Gotham City (titolo geniale), sottotitolo Viaggio segreto nella Camorra dei bambini non ha nulla delle saghe gomorroidi che ancora occupano scaffali delle librerie e schermi tv. Basato su fatti realmente accaduti a Napoli negli anni recenti delle ultime faide di Camorra, il romanzo, muovendosi fra narrazione classica e atti giudiziari, mette in scena la feccia dell'umanità camorrista (in questo caso cinque giovincelli 'feroci come jihadisti e trendy come divi', come recita la quarta di copertina) senza esaltarla. Mai. Di Meo racconta l'ascesa del gruppo dei 'colombiani' a Forcella. Il modo in cui si sono impadroniti delle piazze di spaccio del Centro Storico napoletano supportati da un padrino che ne ha sostituito un altro muovendogli guerra. Racconta non tanto il vuoto di queste povere vite buttate fra sale giochi, spaccio, macchinone e soldi come gangsta in salsa mediterranea, quanto il pieno di un'indole votata al male che non affonda nessuna radice nel malessere sociale, nella disperazione, nella semplice voglia di rivalsa ma, come direbbe il buon Lombroso (sempre più sottovalutato dico io), in una predisposizione innata a fare il male che non può essere curata con niente.

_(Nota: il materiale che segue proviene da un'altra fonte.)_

use dexterio_schemas::Bar;

/// Average true range over the last `period` candles. Returns 0.0 if fewer
/// than 2 candles are available (not enough to compute a true range).
pub fn atr(candles: &[Bar], period: usize) -> f64 {
    if candles.len() < 2 {
        return 0.0;
    }
    let mut true_ranges = Vec::with_capacity(candles.len() - 1);
    for w in candles.windows(2) {
        let (prev, cur) = (w[0], w[1]);
        let tr = (cur.high - cur.low)
            .max((cur.high - prev.close).abs())
            .max((cur.low - prev.close).abs());
        true_ranges.push(tr);
    }
    let n = period.min(true_ranges.len());
    let tail = &true_ranges[true_ranges.len() - n..];
    tail.iter().sum::<f64>() / n as f64
}

#[cfg(test)]
mod tests {
    use super::*;
    use chrono::{TimeZone, Utc};

    fn bar(i: i64, h: f64, l: f64, c: f64) -> Bar {
        Bar::new(Utc.timestamp_opt(i * 60, 0).unwrap(), c, h, l, c, 1.0)
    }

    #[test]
    fn atr_averages_true_range() {
        let candles = vec![bar(0, 101.0, 99.0, 100.0), bar(1, 102.0, 100.0, 101.0)];
        assert!((atr(&candles, 14) - 2.0).abs() < 1e-9);
    }

    #[test]
    fn too_few_candles_yields_zero() {
        let candles = vec![bar(0, 101.0, 99.0, 100.0)];
        assert_eq!(atr(&candles, 14), 0.0);
    }
}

Certo, Bisonte, Capauciello, Christian, Abdul, Lelluccio e O'Drogato non possono essere considerati dei benestanti di buona famiglia che si ritrovano nella libreria di casa Marcuse e Brecht e scientemente decidono di ignorarli. Tuttavia, anche dopo essersi conquistati soldi e fama e rispetto, a nessuno di loro viene in mente di cambiare vita. Al Bisonte l'unica cosa che lo fa stare bene (come un orgasmo) è “accirere a 'ggente”, lo stesso vale per gli altri. Esattamente come i feroci jihadisti, l'unico linguaggio che comprendono è lo squartamento del nemico, il ferro delle pistole, le torture, le sevizie, le gole tagliate. E questo, cari antropologi e sociologi e psicologi 'moderni' (visto che stiamo parlando di personaggi che prendono spunto da persone reali) non ha nulla a che vedere col 'sociale'. Di Meo ci sbatte in faccia questi mostri e ci fa capire che il male ce l'hanno dentro. E a nessuno sano di mente, nemmeno al pischello più idiota e incattivito, dopo aver letto questo libro, può venire in mente di emularli. Tanto fanno schifo.
Gotham City è una lettura consigliatissima, un viaggio in una Napoli che non avrei mai voluto leggere. La mia città d'adozione che ricordo in maniera diversa, amata come una seconda casa, e in quel modo voglio ricordarla (e quando ci torno cerco, a fatica, di non pensare a ciò che è). Però è una Napoli che va conosciuta, studiata, affrontata. Perché, come dice il capo della Squadra Mobile Di Falco alla fine del libro: “Facciamo quel che possiamo e non è poco. Per risolvere tutti i crimini di questa città ci vorrebbe Batman. Se sapete come fare, chiamatelo e ditegli di venire a darci una mano.”